The physiologic consequences of pulmonary stenosis with an interatrial communication depend on the degree of obstruction to right ventricular outflow and the size of the interatrial communication. , Patients with pulmonary stenosis and a right-to-left interatrial shunt ( Fig. 13.4 ) almost always have a severely stenotic pulmonary valve and a patent foramen ovale (see earlier). Patients with pulmonary stenosis and a left-to-right interatrial shunt almost always have a mild to moderate pulmonary valve stenosis and a nonrestrictive ostium secundum atrial septal defect (see earlier).

Fig. 13.4, Red fingertips without cyanosis or clubbing in a 6-year-old boy with severe mobile pulmonary valve stenosis (gradient 108 mm Hg), a small intermittent right-to-left shunt across a patent foramen ovale, and normal systemic arterial oxygen saturation.

Severe pulmonary stenosis with right ventricular hypertrophy results in an increase in force of right atrial contraction ( Figs. 13.5 and 13.6 ) that generates a presystolic right-to-left interatrial shunt. High right atrial pressure stretches the margins of the foramen ovale and increases its patency. Increased right atrial pressure thus increases the risk of paradoxic emboli across an atrial septal defect or patent foramen ovale. When right atrial blood escapes through the interatrial communication, pulmonary flow tends to fall reciprocally.

Fig. 13.5, Tracings from a cyanotic female who underwent surgical repair at age 58 years of severe mobile pulmonary valve stenosis (gradient 120 mm Hg) with a reversed shunt through a patent foramen ovale. Large A waves (arrow) appear in the right atrium (RA). The right atrial intracardiac phonocardiogram (RA phono) recorded the holosystolic murmur (SM) of tricuspid regurgitation. A soft presystolic murmur is represented by vibrations just before the first heart sound (S 1 ).
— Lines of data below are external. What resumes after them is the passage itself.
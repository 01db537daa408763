//! Clock port - 時刻の抽象化
//!
//! - SystemClock（本番用）
//! - FixedClock（テスト用）

use std::sync::Mutex;

use chrono::{DateTime, Duration, Utc};

/// Clock は現在時刻を提供
///
/// # テスト容易性
/// - trait により時刻を差し替え可能
/// - テストでは FixedClock を使用
pub trait Clock: Send + Sync {
    fn now(&self) -> DateTime<Utc>;
}

/// SystemClock はシステム時刻を返す
#[derive(Debug, Clone, Copy, Default)]
pub struct SystemClock;

impl Clock for SystemClock {
    fn now(&self) -> DateTime<Utc> {
        Utc::now()
    }
}

/// FixedClock は設定された時刻を返す（`advance` で進められる）
#[derive(Debug)]
pub struct FixedClock {
    now: Mutex<DateTime<Utc>>,
}

impl FixedClock {
    pub fn new(now: DateTime<Utc>) -> Self {
        Self {
            now: Mutex::new(now),
        }
    }

    /// Move the clock forward.
    pub fn advance(&self, by: Duration) {
        let mut now = self.now.lock().unwrap_or_else(|e| e.into_inner());
        *now += by;
    }
}

impl Clock for FixedClock {
    fn now(&self) -> DateTime<Utc> {
        *self.now.lock().unwrap_or_else(|e| e.into_inner())
    }
}

#[cfg(test)]
mod tests {
    use super::*;
    use chrono::TimeZone;

    #[test]
    fn fixed_clock_returns_the_same_instant_until_advanced() {
        let t = Utc.with_ymd_and_hms(2024, 1, 1, 12, 0, 0).unwrap();
        let clock = FixedClock::new(t);
        assert_eq!(clock.now(), t);
        assert_eq!(clock.now(), t);

        clock.advance(Duration::minutes(5));
        assert_eq!(clock.now(), t + Duration::minutes(5));
    }

    #[test]
    fn system_clock_moves_forward() {
        let a = SystemClock.now();
        let b = SystemClock.now();
        assert!(b >= a);
    }
}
A nonrestrictive atrial septal defect with a large left-to-right shunt and mild to moderate pulmonary valve stenosis clinically resembles an isolated atrial septal defect (see Chapter 12 ). The small gradients generated by hyperkinetic right ventricular ejection across a normal pulmonary valve can generate a small gradient that should not be mistaken for mild pulmonary stenosis.